DIRECTIONS: Your response should consist of every line below, reproduced without alteration.

RAW DATA:
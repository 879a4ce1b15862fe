//! # socket_http11
//!
//! 生の TCP / TLS ソケット上で動く HTTP/1.1 クライアントのコア (Sans I/O)
//!
//! ## 特徴
//!
//! - **Sans I/O**: ソケット操作を持たず、バイト列の組み立てと解釈だけを行う
//! - **インクリメンタル**: 任意の位置で分割された受信データをそのまま食わせられる
//! - **認証**: Basic / Digest (MD5, MD5-sess, qop=auth/auth-int) / NTLMv2
//! - **リダイレクト**: ループ検出と Cookie の引き継ぎ
//!
//! I/O を伴う接続管理とリクエストの駆動は `tokio_socket_http11` が担う。
//!
//! ## 使い方
//!
//! ```rust
//! use socket_http11::{Headers, MessageBuilder, ParserState, Payload, ResponseParser, Url};
//!
//! // リクエストを組み立てる
//! let url = Url::parse("http://example.com/index.html").unwrap();
//! let headers = Headers::parse("Accept: */*");
//! let bytes = MessageBuilder::new("GET", &url, &headers, &Payload::None).encode();
//! assert!(bytes.starts_with(b"GET /index.html HTTP/1.1\r\n"));
//! // bytes を送信...
//!
//! // レスポンスを解釈する
//! let mut parser = ResponseParser::new();
//! parser.feed(b"HTTP/1.1 200 OK\r\nContent-Length: 2\r\n\r\n").unwrap();
//! assert_eq!(parser.feed(b"hi").unwrap(), ParserState::Done);
//! assert_eq!(parser.take_response().body, b"hi");
//! ```

pub mod auth;
pub mod byte_util;
mod config;
pub mod cookie;
pub mod decompress;
mod error;
mod headers;
pub mod host_rules;
mod limits;
mod message;
pub mod multipart;
pub mod net_error;
pub mod parser;
pub mod redirect;
mod request;
mod response;
mod stats;
mod url;

pub use auth::{AuthConfig, AuthDecision, AuthEngine, AuthEntropy, AuthError, AuthMethod};
pub use config::{ProxyConfig, RequestConfig};
pub use error::{Error, Result};
pub use headers::Headers;
pub use host_rules::HostRule;
pub use limits::ParserLimits;
pub use message::{MessageBuilder, RequestMessage, TargetForm, is_bodiless_method};
pub use multipart::{FormPart, MultipartBuilder};
pub use parser::{BodyKind, ParsedResponse, ParserState, ResponseParser};
pub use redirect::{Redirect, RedirectSet};
pub use request::{ClientCertificate, Payload, RequestDescriptor};
pub use response::{LoadResult, Response};
pub use stats::RequestStats;
pub use url::Url;

/// 既定のリダイレクト回数の上限
pub const MAX_REDIRECTS: usize = 20;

TASK OUTPUT:
repository 879a4ce1b15862fe
//! # socket_http11
//!
//! 生の TCP / TLS ソケット上で動く HTTP/1.1 クライアントのコア (Sans I/O)
//!
//! ## 特徴
//!
//! - **Sans I/O**: ソケット操作を持たず、バイト列の組み立てと解釈だけを行う
//! - **インクリメンタル**: 任意の位置で分割された受信データをそのまま食わせられる
//! - **認証**: Basic / Digest (MD5, MD5-sess, qop=auth/auth-int) / NTLMv2
//! - **リダイレクト**: ループ検出と Cookie の引き継ぎ
//!
//! I/O を伴う接続管理とリクエストの駆動は `tokio_socket_http11` が担う。
//!
//! ## 使い方
//!
//! ```rust
//! use socket_http11::{Headers, MessageBuilder, ParserState, Payload, ResponseParser, Url};
//!
//! // リクエストを組み立てる
//! let url = Url::parse("http://example.com/index.html").unwrap();
//! let headers = Headers::parse("Accept: */*");
//! let bytes = MessageBuilder::new("GET", &url, &headers, &Payload::None).encode();
//! assert!(bytes.starts_with(b"GET /index.html HTTP/1.1\r\n"));
//! // bytes を送信...
//!
//! // レスポンスを解釈する
//! let mut parser = ResponseParser::new();
//! parser.feed(b"HTTP/1.1 200 OK\r\nContent-Length: 2\r\n\r\n").unwrap();
//! assert_eq!(parser.feed(b"hi").unwrap(), ParserState::Done);
//! assert_eq!(parser.take_response().body, b"hi");
//! ```

pub mod auth;
pub mod byte_util;
mod config;
pub mod cookie;
pub mod decompress;
mod error;
mod headers;
pub mod host_rules;
mod limits;
mod message;
pub mod multipart;
pub mod net_error;
pub mod parser;
pub mod redirect;
mod request;
mod response;
mod stats;
mod url;

pub use auth::{AuthConfig, AuthDecision, AuthEngine, AuthEntropy, AuthError, AuthMethod};
pub use config::{ProxyConfig, RequestConfig};
pub use error::{Error, Result};
pub use headers::Headers;
pub use host_rules::HostRule;
pub use limits::ParserLimits;
pub use message::{MessageBuilder, RequestMessage, TargetForm, is_bodiless_method};
pub use multipart::{FormPart, MultipartBuilder};
pub use parser::{BodyKind, ParsedResponse, ParserState, ResponseParser};
pub use redirect::{Redirect, RedirectSet};
pub use request::{ClientCertificate, Payload, RequestDescriptor};
pub use response::{LoadResult, Response};
pub use stats::RequestStats;
pub use url::Url;

/// 既定のリダイレクト回数の上限
pub const MAX_REDIRECTS: usize = 20;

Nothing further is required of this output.